Texto adaptado de smartcitiesdive.com
Nos Estados Unidos, um relatório do Environment America Research & Policy Center e do Frontier Group revelou que muitas cidades estão tornando a energia solar inacessível, não por falta de tecnologia ou recursos, mas pela complexidade administrativa imposta localmente.
Processos de aprovação lentos, vistorias redundantes e taxas desnecessárias encarecem tanto a instalação que empresas do setor simplesmente evitam certas jurisdições. O resultado: moradores que mais precisariam de energia mais barata ficam fora do alcance dos benefícios da energia solar.
Embora sistemas solares residenciais possam reduzir a conta de luz em mais de 80%, “a economia proporcionada pela energia solar está fora do alcance de muitos por causa da burocracia custosa”, disse Nick Josefowitz, fundador do grupo de advocacy Permit Power.
Para gestores públicos brasileiros, o paralelo é direto. O marco regulatório da micro e minigeração distribuída (Lei 14.300/2022) abriu caminho legal para a energia solar residencial.

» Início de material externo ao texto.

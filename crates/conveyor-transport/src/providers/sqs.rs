//! AWS SQS transport implementation using the HTTP query API.
//!
//! Talks to SQS through direct HTTP calls signed with AWS Signature V4
//! instead of the AWS SDK, which keeps the dependency surface small and the
//! request/response handling transparent and testable.
//!
//! Operations used:
//! - `SendMessage` with optional `DelaySeconds`
//! - `ReceiveMessage` with long-poll `WaitTimeSeconds` and all attributes
//! - `DeleteMessage` by receipt handle
//! - `ChangeMessageVisibility` for per-delivery redelivery deferral
//! - `PurgeQueue`
//!
//! Message bodies are base64 encoded on the wire. `ApproximateReceiveCount`
//! from the receive response becomes the delivery count.

use crate::client::QueueTransport;
use crate::config::{QueueConfig, SqsCredentials};
use crate::error::TransportError;
use crate::message::{DeliveredMessage, DeliveryToken, MessageId};
use async_trait::async_trait;
use base64::{engine::general_purpose::STANDARD as BASE64, Engine as _};
use bytes::Bytes;
use chrono::{DateTime, Utc};
use hmac::{Hmac, Mac};
use reqwest::Client as HttpClient;
use sha2::{Digest, Sha256};
use std::collections::HashMap;
use std::fmt;
use std::str::FromStr;
use tracing::{debug, warn};
use url::Url;

#[cfg(test)]
#[path = "sqs_tests.rs"]
mod tests;

/// SQS rejects bodies larger than 256KB
const MAX_MESSAGE_SIZE: usize = 256 * 1024;

/// SQS caps long-poll waits at 20 seconds
const MAX_WAIT_SECONDS: u32 = 20;

/// SQS query API version
const API_VERSION: &str = "2012-11-05";

type HmacSha256 = Hmac<Sha256>;

// ============================================================================
// AWS Signature V4 Signing
// ============================================================================

/// AWS Signature Version 4 signer for request authentication
///
/// Implements the V4 signing process: canonical request, string to sign,
/// 4-level HMAC key derivation, Authorization header assembly.
#[derive(Clone)]
struct SigV4Signer {
    access_key: String,
    secret_key: String,
    region: String,
    service: String,
}

impl SigV4Signer {
    fn new(credentials: &SqsCredentials) -> Self {
        Self {
            access_key: credentials.access_key_id.clone(),
            secret_key: credentials.secret_access_key.clone(),
            region: credentials.region.clone(),
            service: "sqs".to_string(),
        }
    }

    /// Sign an HTTP request, returning the headers to attach
    fn sign_request(
        &self,
        method: &str,
        host: &str,
        path: &str,
        query_params: &HashMap<String, String>,
        body: &str,
        timestamp: &DateTime<Utc>,
    ) -> HashMap<String, String> {
        let date_stamp = timestamp.format("%Y%m%d").to_string();
        let amz_date = timestamp.format("%Y%m%dT%H%M%SZ").to_string();

        // Canonical request
        let mut canonical_query: Vec<String> = query_params
            .iter()
            .map(|(k, v)| format!("{}={}", urlencoding::encode(k), urlencoding::encode(v)))
            .collect();
        canonical_query.sort();
        let canonical_query = canonical_query.join("&");

        let canonical_headers = format!("host:{}\nx-amz-date:{}\n", host, amz_date);
        let signed_headers = "host;x-amz-date";
        let payload_hash = format!("{:x}", Sha256::digest(body.as_bytes()));

        let canonical_request = format!(
            "{}\n{}\n{}\n{}\n{}\n{}",
            method, path, canonical_query, canonical_headers, signed_headers, payload_hash
        );

        // String to sign
        let algorithm = "AWS4-HMAC-SHA256";
        let credential_scope = format!(
            "{}/{}/{}/aws4_request",
            date_stamp, self.region, self.service
        );
        let request_hash = format!("{:x}", Sha256::digest(canonical_request.as_bytes()));
        let string_to_sign = format!(
            "{}\n{}\n{}\n{}",
            algorithm, amz_date, credential_scope, request_hash
        );

        // Signature
        let signature = self.calculate_signature(&string_to_sign, &date_stamp);

        let authorization = format!(
            "{} Credential={}/{}, SignedHeaders={}, Signature={}",
            algorithm, self.access_key, credential_scope, signed_headers, signature
        );

        let mut headers = HashMap::new();
        headers.insert("Authorization".to_string(), authorization);
        headers.insert("x-amz-date".to_string(), amz_date);
        headers.insert("host".to_string(), host.to_string());

        headers
    }

    /// Derive the signing key and sign the string-to-sign
    ///
    /// Key derivation chain: date -> region -> service -> "aws4_request".
    fn calculate_signature(&self, string_to_sign: &str, date_stamp: &str) -> String {
        let k_secret = format!("AWS4{}", self.secret_key);
        let k_date = hmac_sha256(k_secret.as_bytes(), date_stamp.as_bytes());
        let k_region = hmac_sha256(&k_date, self.region.as_bytes());
        let k_service = hmac_sha256(&k_region, self.service.as_bytes());
        let k_signing = hmac_sha256(&k_service, b"aws4_request");
        let signature = hmac_sha256(&k_signing, string_to_sign.as_bytes());

        hex::encode(signature)
    }
}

Mas gargalos no nível municipal ainda travam a expansão.
O que os municípios podem controlar
Decisões tomadas no nível municipal determinam diretamente se instalar energia solar será rápido e acessível ou lento e caro, e as empresas instaladoras já respondem a isso, evitando jurisdições com processos imprevisíveis, segundo dados do National Renewable Energy Laboratory.
O relatório Solar Permitting Scorecard identificou sete alavancas que cidades podem acionar para reduzir custos e aumentar a adoção de energia solar residencial:
- Licenciamento automático ou instantâneo para sistemas residenciais padronizados, eliminando filas de análise manual para instalações de baixa complexidade.
- Vistoria única ou remota, reduzindo a necessidade de múltiplas visitas técnicas presenciais por meio de inspeção digital e checklists padronizados.
- Padronização de códigos de construção alinhados à legislação estadual e federal, evitando exigências locais contraditórias ou redundantes.
- Redução ou isenção de taxas de licenciamento para sistemas solares residenciais, especialmente em regiões de baixa renda.
- Remoção de restrições estéticas impostas por associações de moradores ou conselhos municipais que bloqueiam instalações em telhados visíveis.
- Permissão para modelos de propriedade por terceiros, como leasing e financiamento via concessionárias, ampliando o acesso para quem não tem capital inicial.
- Simplificação das regras de conexão à rede, garantindo que consumidores sejam remunerados pela energia que injetam no sistema (net metering e mecanismos equivalentes).
Como os estados norte-americanos estão se saindo
O Solar Permitting Scorecard avaliou todos os estados dos EUA com base em suas políticas de licenciamento e vistoria. Califórnia e Texas receberam nota B; Nova Jersey e Colorado, C; todos os demais estados ficaram com D ou F — revelando que a maioria ainda opera com processos defasados.
Califórnia e Nova Jersey já aprovaram legislação que obriga municípios a oferecerem licenciamento instantâneo para sistemas solares residenciais. “Este relatório deixa claro: cortar a burocracia no licenciamento solar é uma medida de baixo custo para ajudar famílias a reduzir suas contas de energia”, disseram em nota conjunta o senador John McKeon e o deputado Robert Karabinchak, de Nova Jersey.
Significado na prática
Prefeitos e gestores municipais têm competência para atuar diretamente em ao menos quatro das sete alavancas listadas: simplificação do licenciamento local, padronização de exigências técnicas, redução de taxas e remoção de barreiras estéticas. Isso não exige orçamento adicional, exige revisão regulatória.
Do ponto de vista fiscal, municípios que facilitam a instalação solar tendem a registrar crescimento na atividade econômica do setor, com reflexos positivos na arrecadação de ISSQN sobre serviços de instalação e no dinamismo do mercado local.
O ponto de partida recomendado é um diagnóstico simples: quanto tempo leva, em média, o licenciamento de um sistema solar no município? Quantas vistorias são exigidas? Qual o valor das taxas cobradas?
Com esse mapeamento, é possível identificar quais mudanças geram o maior impacto com o menor esforço operacional, e posicionar o município como referência em desburocratização e acesso à energia limpa.